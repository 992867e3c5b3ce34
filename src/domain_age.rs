use anyhow::{anyhow, Result};
use hickory_resolver::config::{ResolverConfig, ResolverOpts};
use hickory_resolver::error::ResolveErrorKind;
use hickory_resolver::system_conf::read_system_conf;
use hickory_resolver::TokioAsyncResolver;
use once_cell::sync::Lazy;
use regex::Regex;
use std::collections::HashMap;
use std::net::IpAddr;
use std::time::{Duration, SystemTime, UNIX_EPOCH};
use tokio::time::timeout;

const SECS_PER_DAY: u64 = 24 * 60 * 60;

static CREATION_PATTERNS: Lazy<Vec<Regex>> = Lazy::new(|| {
    compile_all(&[
        r"(?im)^\s*creation\s*date[:\s]+([^\r\n]+)",
        r"(?im)^\s*created(?:\s*on)?[:\s]+([^\r\n]+)",
        r"(?im)^\s*registered(?:\s*on)?[:\s]+([^\r\n]+)",
        r"(?im)^\s*domain\s*(?:name\s*)?(?:record\s*)?created[:\s]+([^\r\n]+)",
        r"(?im)^\s*registration\s*(?:date|time)[:\s]+([^\r\n]+)",
        r"(?im)^\s*domain_date_created[:\s]+([^\r\n]+)",
        r"(?im)^\s*create(?:d)?_date[:\s]+([^\r\n]+)",
        r"(?im)^\s*fecha\s*de\s*creaci[oó]n[:\s]+([^\r\n]+)",
        r"(?im)^\s*date\s*de\s*cr[eé]ation[:\s]+([^\r\n]+)",
        r"(?im)^\s*erstellt\s*am[:\s]+([^\r\n]+)",
    ])
});

static EXPIRATION_PATTERNS: Lazy<Vec<Regex>> = Lazy::new(|| {
    compile_all(&[
        r"(?im)^\s*registry\s*expiry\s*date[:\s]+([^\r\n]+)",
        r"(?im)^\s*registrar\s*registration\s*expiration\s*date[:\s]+([^\r\n]+)",
        r"(?im)^\s*expir(?:ation|y)\s*date[:\s]+([^\r\n]+)",
        r"(?im)^\s*expires(?:\s*on)?[:\s]+([^\r\n]+)",
        r"(?im)^\s*paid-till[:\s]+([^\r\n]+)",
        r"(?im)^\s*renewal\s*date[:\s]+([^\r\n]+)",
        r"(?im)^\s*domain_datebilleduntil[:\s]+([^\r\n]+)",
    ])
});

static REFERRAL_PATTERN: Lazy<Regex> = Lazy::new(|| {
    Regex::new(r"(?im)^\s*(?:refer|whois|registrar\s*whois\s*server)\s*:\s*([a-z0-9.\-]+)\s*$")
        .unwrap()
});

static NUMERIC_YMD: Lazy<Regex> = Lazy::new(|| {
    Regex::new(r"(\d{4})[-./](\d{1,2})[-./](\d{1,2})").unwrap()
});

static NUMERIC_DMY: Lazy<Regex> = Lazy::new(|| {
    Regex::new(r"(\d{1,2})([-./])(\d{1,2})[-./](\d{4})").unwrap()
});

static NAMED_MONTH: Lazy<Regex> = Lazy::new(|| {
    Regex::new(r"(?i)(\d{1,2})[-\s./]([a-z]{3})[a-z]*[-\s./,]+(\d{4})").unwrap()
});

fn compile_all(patterns: &[&str]) -> Vec<Regex> {
    patterns.iter().map(|p| Regex::new(p).unwrap()).collect()
}

/// Parsed answer of a WHOIS server for one registrable domain.
#[derive(Debug, Clone)]
pub struct WhoisRecord {
    pub domain: String,
    pub creation_date: Option<SystemTime>,
    pub expiration_date: Option<SystemTime>,
    pub raw: String,
}

impl WhoisRecord {
    pub fn parse(domain: &str, text: &str) -> Self {
        Self {
            domain: domain.to_lowercase(),
            creation_date: first_date(&CREATION_PATTERNS, text),
            expiration_date: first_date(&EXPIRATION_PATTERNS, text),
            raw: text.to_string(),
        }
    }

    /// Days since the domain was created
    pub fn age_days(&self) -> Option<u64> {
        let created = self.creation_date?;
        let age = SystemTime::now()
            .duration_since(created)
            .unwrap_or(Duration::from_secs(0));
        Some(age.as_secs() / SECS_PER_DAY)
    }

    /// Days between creation and expiry
    pub fn registration_days(&self) -> Option<u64> {
        let created = self.creation_date?;
        let expires = self.expiration_date?;
        let span = expires
            .duration_since(created)
            .unwrap_or(Duration::from_secs(0));
        Some(span.as_secs() / SECS_PER_DAY)
    }

    /// Whether the record actually describes the queried domain
    pub fn mentions_domain(&self) -> bool {
        !self.domain.is_empty() && self.raw.to_lowercase().contains(&self.domain)
    }

    fn referral(&self) -> Option<String> {
        REFERRAL_PATTERN
            .captures(&self.raw)
            .and_then(|c| c.get(1))
            .map(|m| m.as_str().trim_end_matches('.').to_lowercase())
            .filter(|server| server.contains('.'))
    }
}

fn first_date(patterns: &[Regex], text: &str) -> Option<SystemTime> {
    for regex in patterns {
        for captures in regex.captures_iter(text) {
            if let Some(m) = captures.get(1) {
                if let Some(date) = parse_whois_date(m.as_str()) {
                    return Some(date);
                }
                log::debug!("Could not parse WHOIS date: '{}'", m.as_str().trim());
            }
        }
    }
    None
}

/// Parse the date formats registries put in WHOIS answers.
pub fn parse_whois_date(date_str: &str) -> Option<SystemTime> {
    let date_str = date_str.trim();

    if let Some(c) = NUMERIC_YMD.captures(date_str) {
        return to_system_time(c[1].parse().ok()?, c[2].parse().ok()?, c[3].parse().ok()?);
    }

    if let Some(c) = NAMED_MONTH.captures(date_str) {
        let month = month_from_name(&c[2])?;
        return to_system_time(c[3].parse().ok()?, month, c[1].parse().ok()?);
    }

    if let Some(c) = NUMERIC_DMY.captures(date_str) {
        let first: u32 = c[1].parse().ok()?;
        let second: u32 = c[3].parse().ok()?;
        let year: i64 = c[4].parse().ok()?;
        // slash dates are US month/day unless that is impossible
        let (month, day) = if (&c[2] == "/" && first <= 12) || second > 12 {
            (first, second)
        } else {
            (second, first)
        };
        return to_system_time(year, month, day);
    }

    None
}

fn month_from_name(name: &str) -> Option<u32> {
    let months = [
        "jan", "feb", "mar", "apr", "may", "jun", "jul", "aug", "sep", "oct", "nov", "dec",
    ];
    let name = name.to_lowercase();
    months
        .iter()
        .position(|m| *m == name)
        .map(|i| i as u32 + 1)
}

fn to_system_time(year: i64, month: u32, day: u32) -> Option<SystemTime> {
    if !(1970..=9999).contains(&year) || !(1..=12).contains(&month) || !(1..=31).contains(&day) {
        return None;
    }
    let days = days_from_civil(year, month, day);
    u64::try_from(days)
        .ok()
        .map(|d| UNIX_EPOCH + Duration::from_secs(d * SECS_PER_DAY))
}

/// Days since 1970-01-01 for a proleptic Gregorian date
fn days_from_civil(year: i64, month: u32, day: u32) -> i64 {
    let y = if month <= 2 { year - 1 } else { year };
    let era = (if y >= 0 { y } else { y - 399 }) / 400;
    let yoe = y - era * 400;
    let m = month as i64;
    let doy = (153 * (if m > 2 { m - 3 } else { m + 9 }) + 2) / 5 + day as i64 - 1;
    let doe = yoe * 365 + yoe / 4 - yoe / 100 + doy;
    era * 146_097 + doe - 719_468
}

/// Registrable part of a host name, e.g. "mail.example.co.uk" -> "example.co.uk"
pub fn registrable_domain(host: &str) -> String {
    let host = host.trim_end_matches('.').to_lowercase();
    if host.parse::<IpAddr>().is_ok() || host.starts_with('[') {
        return host;
    }

    let parts: Vec<&str> = host.split('.').collect();
    if parts.len() < 2 {
        return host;
    }

    if parts.len() >= 3 {
        let potential_tld = format!("{}.{}", parts[parts.len() - 2], parts[parts.len() - 1]);
        let common_two_part_tlds = [
            "co.uk", "com.au", "co.jp", "co.kr", "com.br", "co.za", "com.mx", "co.in", "com.sg",
            "co.nz", "com.ar", "co.il", "org.uk", "net.au", "gov.uk", "ac.uk", "edu.au",
            "com.cn", "com.tr", "com.pl", "org.br", "net.br",
        ];

        if common_two_part_tlds.contains(&potential_tld.as_str()) {
            return format!("{}.{}", parts[parts.len() - 3], potential_tld);
        }
    }

    format!("{}.{}", parts[parts.len() - 2], parts[parts.len() - 1])
}

/// Registry that knows the WHOIS server of every TLD
const IANA_WHOIS: &str = "whois.iana.org";

/// WHOIS and DNS lookups backing the domain features.
#[derive(Clone)]
pub struct DomainLookup {
    whois_timeout: Duration,
    dns_timeout: Duration,
    resolver: TokioAsyncResolver,
}

impl DomainLookup {
    /// `whois_timeout` bounds a whole WHOIS lookup, referrals included
    pub fn new(whois_timeout: Duration, dns_timeout: Duration) -> Self {
        let (config, mut opts) = match read_system_conf() {
            Ok(conf) => conf,
            Err(e) => {
                log::warn!("Cannot read system resolver configuration, using defaults: {e}");
                (ResolverConfig::default(), ResolverOpts::default())
            }
        };
        opts.timeout = dns_timeout;
        opts.cache_size = 0;

        Self {
            whois_timeout,
            dns_timeout,
            resolver: TokioAsyncResolver::tokio(config, opts),
        }
    }

    /// Fetch and parse the WHOIS record for the registrable part of `host`
    pub async fn whois(&self, host: &str) -> Result<WhoisRecord> {
        let domain = registrable_domain(host);
        log::debug!("Looking up WHOIS for {host} (registrable: {domain})");

        if domain.is_empty()
            || !domain.contains('.')
            || domain.parse::<IpAddr>().is_ok()
            || domain
                .chars()
                .any(|c| !(c.is_ascii_alphanumeric() || c == '.' || c == '-'))
        {
            return Err(anyhow!("Not a WHOIS-able domain: {domain}"));
        }

        self.whois_from(whois_server(&domain), &domain).await
    }

    async fn whois_from(&self, server: &str, domain: &str) -> Result<WhoisRecord> {
        match timeout(self.whois_timeout, self.query_with_referrals(server, domain)).await {
            Ok(result) => result,
            Err(_) => Err(anyhow!(
                "WHOIS lookup for {domain} timed out after {:?}",
                self.whois_timeout
            )),
        }
    }

    async fn query_with_referrals(&self, server: &str, domain: &str) -> Result<WhoisRecord> {
        log::debug!("Using WHOIS server: {server} for domain: {domain}");

        let text = match self.query_whois_server(server, domain).await {
            Ok(text) => text,
            Err(e) => {
                log::debug!("WHOIS query to {server} failed: {e}");
                return self.query_via_iana(server, domain).await;
            }
        };

        let record = WhoisRecord::parse(domain, &text);
        if record.creation_date.is_some() {
            return Ok(record);
        }
        if let Some(referral) = record.referral().filter(|r| r != server) {
            log::debug!("Following WHOIS referral to {referral}");
            if let Ok(text) = self.query_whois_server(&referral, domain).await {
                let referred = WhoisRecord::parse(domain, &text);
                if referred.creation_date.is_some() {
                    return Ok(referred);
                }
            }
        }
        Ok(record)
    }

    /// Ask IANA which server is authoritative for the TLD and query that one
    async fn query_via_iana(&self, failed: &str, domain: &str) -> Result<WhoisRecord> {
        if failed == IANA_WHOIS {
            return Err(anyhow!("WHOIS lookup for {domain} failed"));
        }

        let text = self.query_whois_server(IANA_WHOIS, domain).await?;
        let referral = WhoisRecord::parse(domain, &text)
            .referral()
            .filter(|r| r != failed && r != IANA_WHOIS)
            .ok_or_else(|| anyhow!("No alternative WHOIS server for {domain}"))?;

        log::debug!("IANA refers {domain} to {referral}");
        let text = self.query_whois_server(&referral, domain).await?;
        Ok(WhoisRecord::parse(domain, &text))
    }

    /// Resolve `host` to its addresses. An empty list means the name has no records.
    pub async fn resolve(&self, host: &str) -> Result<Vec<IpAddr>> {
        let host = host.trim_start_matches('[').trim_end_matches(']');
        if let Ok(ip) = host.parse::<IpAddr>() {
            return Ok(vec![ip]);
        }

        match timeout(self.dns_timeout, self.resolver.lookup_ip(host)).await? {
            Ok(lookup) => Ok(lookup.iter().collect()),
            Err(e) if matches!(e.kind(), ResolveErrorKind::NoRecordsFound { .. }) => {
                log::debug!("No DNS records for {host}");
                Ok(Vec::new())
            }
            Err(e) => Err(anyhow!("DNS lookup for {host} failed: {e}")),
        }
    }

    /// Query a WHOIS server directly. Port 43 unless `server` names one.
    async fn query_whois_server(&self, server: &str, domain: &str) -> Result<String> {
        use tokio::io::{AsyncReadExt, AsyncWriteExt};
        use tokio::net::TcpStream;

        let address = if server.contains(':') {
            server.to_string()
        } else {
            format!("{server}:43")
        };
        let mut stream = TcpStream::connect(address).await?;
        stream.write_all(format!("{domain}\r\n").as_bytes()).await?;

        let mut buf = Vec::new();
        stream.read_to_end(&mut buf).await?;
        let response = String::from_utf8_lossy(&buf).into_owned();

        if response.trim().is_empty() {
            return Err(anyhow!("Empty WHOIS response from {server}"));
        }

        Ok(response)
    }
}

/// WHOIS server for the TLD of `domain`
pub fn whois_server(domain: &str) -> &'static str {
    static SERVERS: Lazy<HashMap<&'static str, &'static str>> = Lazy::new(|| {
        HashMap::from([
            ("com", "whois.verisign-grs.com"),
            ("net", "whois.verisign-grs.com"),
            ("org", "whois.pir.org"),
            ("info", "whois.afilias.net"),
            ("biz", "whois.nic.biz"),
            ("io", "whois.nic.io"),
            ("co", "whois.nic.co"),
            ("me", "whois.nic.me"),
            ("xyz", "whois.nic.xyz"),
            ("top", "whois.nic.top"),
            ("online", "whois.nic.online"),
            ("site", "whois.nic.site"),
            ("us", "whois.nic.us"),
            ("uk", "whois.nic.uk"),
            ("de", "whois.denic.de"),
            ("fr", "whois.afnic.fr"),
            ("it", "whois.nic.it"),
            ("nl", "whois.domain-registry.nl"),
            ("pl", "whois.dns.pl"),
            ("au", "whois.auda.org.au"),
            ("ca", "whois.cira.ca"),
            ("jp", "whois.jprs.jp"),
            ("cn", "whois.cnnic.cn"),
            ("in", "whois.registry.in"),
            ("ru", "whois.tcinet.ru"),
            ("br", "whois.registro.br"),
            ("mx", "whois.mx"),
            ("tk", "whois.dot.tk"),
            ("ml", "whois.dot.ml"),
            ("ga", "whois.dot.ga"),
            ("cf", "whois.dot.cf"),
        ])
    });

    let tld = domain.rsplit('.').next().unwrap_or(domain);
    SERVERS.get(tld).copied().unwrap_or(IANA_WHOIS)
}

● **WHAT THE TASK ASKS**
Above are the records. Identify each line that contains the word "DomainLookup".

● **EXERCISE OUTPUT**
pub struct DomainLookup {
impl DomainLookup {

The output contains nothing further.